Applying a-la-carte logic to a refund problem won’t work. Remember, your tour operator probably didn’t pay full price for the airfare and accommodations, so it doesn’t make any sense to ask for the sticker price as a refund. The most effective strategy is to ask it to explain its decision in writing. If the reasons don’t make sense, appeal the decision — to both the operator and the supplier. You may be entitled to more, and you may get more.
Avoid “laundry list” complaints
Next to cruises, escorted tours are the most frequent subject of laundry-list complaints. In other words, it’s not one big thing that goes wrong, but a lot of little ones.
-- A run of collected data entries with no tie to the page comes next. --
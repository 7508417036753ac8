//! # Mesh Data Structure
//!
//! Indexed triangle mesh with per-vertex normals and UVs.

use crate::error::{MeshError, MeshResult};
use config::constants::NORMAL_TOLERANCE;
use glam::{DVec2, DVec3};

/// An indexed triangle mesh with index-aligned vertex attributes.
///
/// All geometry calculations use f64 internally. Export to f32 only
/// happens at the rendering boundary via the `*_f32` helpers.
///
/// Fields are private: once produced the mesh is immutable, and every
/// constructor guarantees
///
/// - `positions`, `normals` and `uvs` have the same length
/// - `indices.len()` is a multiple of 3
/// - every index is `< positions.len()`
///
/// # Example
///
/// ```rust
/// use glam::{DVec2, DVec3};
/// use torus_mesh::Mesh;
///
/// let mesh = Mesh::from_parts(
///     vec![DVec3::ZERO, DVec3::X, DVec3::Y],
///     vec![DVec3::Z; 3],
///     vec![DVec2::ZERO, DVec2::X, DVec2::Y],
///     vec![0, 1, 2],
/// )
/// .unwrap();
/// assert_eq!(mesh.triangle_count(), 1);
/// ```
#[derive(Debug, Clone, PartialEq)]
pub struct Mesh {
    positions: Vec<DVec3>,
    normals: Vec<DVec3>,
    uvs: Vec<DVec2>,
    indices: Vec<u32>,
}

impl Mesh {
    /// Builds a mesh from buffers the caller already knows to be consistent.
    pub(crate) fn from_buffers(
        positions: Vec<DVec3>,
        normals: Vec<DVec3>,
        uvs: Vec<DVec2>,
        indices: Vec<u32>,
    ) -> Self {
        debug_assert_eq!(positions.len(), normals.len());
        debug_assert_eq!(positions.len(), uvs.len());
        debug_assert_eq!(indices.len() % 3, 0);
        Self {
            positions,
            normals,
            uvs,
            indices,
        }
    }

    /// Builds a mesh from external buffers, checking the layout invariants.
    ///
    /// # Errors
    ///
    /// Returns [`MeshError::ValidationFailed`] when the attribute buffers
    /// differ in length, the index count is not a multiple of 3, or an index
    /// is out of range.
    pub fn from_parts(
        positions: Vec<DVec3>,
        normals: Vec<DVec3>,
        uvs: Vec<DVec2>,
        indices: Vec<u32>,
    ) -> MeshResult<Self> {
        if normals.len() != positions.len() || uvs.len() != positions.len() {
            return Err(MeshError::validation(format!(
                "attribute lengths differ: {} positions, {} normals, {} uvs",
                positions.len(),
                normals.len(),
                uvs.len()
            )));
        }
        if indices.len() % 3 != 0 {
            return Err(MeshError::validation(format!(
                "index count {} is not a multiple of 3",
                indices.len()
            )));
        }
        let vertex_count = positions.len();
        if let Some(index) = indices.iter().find(|&&index| index as usize >= vertex_count) {
            return Err(MeshError::validation(format!(
                "index {index} out of range for {vertex_count} vertices"
            )));
        }
        Ok(Self::from_buffers(positions, normals, uvs, indices))
    }

    /// Returns the number of vertices.
    #[inline]
    pub fn vertex_count(&self) -> usize {
        self.positions.len()
    }

    /// Returns the number of triangles.
    #[inline]
    pub fn triangle_count(&self) -> usize {
        self.indices.len() / 3
    }

    /// Returns true if the mesh has no vertices.
    #[inline]
    pub fn is_empty(&self) -> bool {
        self.positions.is_empty()
    }

    /// Vertex positions.
    #[inline]
    pub fn positions(&self) -> &[DVec3] {
        &self.positions
    }

    /// Unit vertex normals, index-aligned with [`Mesh::positions`].
    #[inline]
    pub fn normals(&self) -> &[DVec3] {
        &self.normals
    }

    /// Texture coordinates, index-aligned with [`Mesh::positions`].
    #[inline]
    pub fn uvs(&self) -> &[DVec2] {
        &self.uvs
    }

    /// Triangle list; every 3 consecutive entries form one triangle.
    #[inline]
    pub fn indices(&self) -> &[u32] {
        &self.indices
    }

    /// Returns the triangle at the given index, or `None` past
    /// [`Mesh::triangle_count`].
    #[inline]
    pub fn triangle(&self, index: usize) -> Option<[u32; 3]> {
        let base = index.checked_mul(3)?;
        match self.indices.get(base..base.checked_add(3)?)? {
            &[a, b, c] => Some([a, b, c]),
            _ => None,
        }
    }

    /// Consumes the mesh and returns `(positions, normals, uvs, indices)`.
    pub fn into_parts(self) -> (Vec<DVec3>, Vec<DVec3>, Vec<DVec2>, Vec<u32>) {
        (self.positions, self.normals, self.uvs, self.indices)
    }

    /// Computes the axis-aligned bounding box.
    ///
    /// Returns (min, max) corners of the bounding box.
    pub fn bounding_box(&self) -> (DVec3, DVec3) {
        let Some(first) = self.positions.first() else {
            return (DVec3::ZERO, DVec3::ZERO);
        };

        self.positions[1..]
            .iter()
            .fold((*first, *first), |(min, max), p| (min.min(*p), max.max(*p)))
    }

    /// Validates the mesh contents.
    ///
    /// Checks:
    /// - All indices are in range
    /// - All positions, normals and UVs are finite
    /// - All normals have unit length
    ///
    /// # Errors
    ///
    /// Returns [`MeshError::ValidationFailed`] describing the first problem.
    pub fn validate(&self) -> MeshResult<()> {
        let vertex_count = self.positions.len();
        if let Some(index) = self.indices.iter().find(|&&index| index as usize >= vertex_count) {
            return Err(MeshError::validation(format!(
                "index {index} out of range for {vertex_count} vertices"
            )));
        }

        for (n, position) in self.positions.iter().enumerate() {
            if !position.is_finite() {
                return Err(MeshError::validation(format!("position {n} is not finite")));
            }
        }

        for (n, normal) in self.normals.iter().enumerate() {
            if !normal.is_finite() || (normal.length() - 1.0).abs() > NORMAL_TOLERANCE {
                return Err(MeshError::validation(format!(
                    "normal {n} is not unit length: {normal}"
                )));
            }
        }

        for (n, uv) in self.uvs.iter().enumerate() {
            if !uv.is_finite() {
                return Err(MeshError::validation(format!("uv {n} is not finite")));
            }
        }

        Ok(())
    }

    /// Merges vertices that share a position; see [`crate::ops::weld`].
    pub fn weld(&self, precision_points: u32) -> MeshResult<Mesh> {
        crate::ops::weld(self, precision_points)
    }

    /// Exports positions as f32 array for GPU.
    ///
    /// Returns flattened [x, y, z, x, y, z, ...] array.
    pub fn positions_f32(&self) -> Vec<f32> {
        self.positions
            .iter()
            .flat_map(|p| [p.x as f32, p.y as f32, p.z as f32])
            .collect()
    }

    /// Exports normals as f32 array for GPU.
    pub fn normals_f32(&self) -> Vec<f32> {
        self.normals
            .iter()
            .flat_map(|n| [n.x as f32, n.y as f32, n.z as f32])
            .collect()
    }

    /// Exports UVs as f32 array for GPU.
    ///
    /// Returns flattened [u, v, u, v, ...] array.
    pub fn uvs_f32(&self) -> Vec<f32> {
        self.uvs
            .iter()
            .flat_map(|uv| [uv.x as f32, uv.y as f32])
            .collect()
    }
}

#[cfg(test)]
mod tests;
It’s a late pick-up, missing luggage, a bad meal — things you can’t necessarily put a price on. But cumulatively, they have the capacity to ruin a vacation.
The good news is that operators that don’t maintain high standards don’t last long. There’s just too much competition, and in the Information Age, it only takes one disgruntled customer to destroy a business. My advice for resolving a complaint about an escorted tour is to hammer on this one issue — overall quality — particularly if you’ve got a compelling list of complaints.
Take it to the top
Many tour operators will respond to a complaint by sending you a form letter, which is totally insincere, apologizing for “the way you feel.” If you can make a polite and persuasive case that the overall experience was below the quality standards the tour operator advertised, then you have a reasonable chance of getting the boilerplate mea culpa upgraded to a voucher or even a refund.
Your best course of action is to take your complaint to the executive level. I list the names, numbers and email addresses of the major tour operators on this site. A brief, polite email to an executive may lead to a quick resolution.
Bottom line: Whether you’re buying an Independent package or taking an escorted tour, the package can be a terrific way to save money. But it can also go sideways if you don’t do your research. Review your contract carefully and buy a tour from a trusted source.
Will Viator see the light?
So what of Leight’s missing refund? His case was simple — he’d paid Viator for a transfer but never got one. It couldn’t keep his money. But his case was also instructive. If Leight had booked a professional tour, he could have called his operator, which would have helped him get to the airport on time.
I contacted Viator on Leight’s behalf, but it was still stubbornly holding on to his money after a month. I asked again, and this time it got back to me right away. Leight also reached out to a Viator contact from this site. The next day, he received an email from Viator: “A full refund of $182 has been processed to the original form of payment.”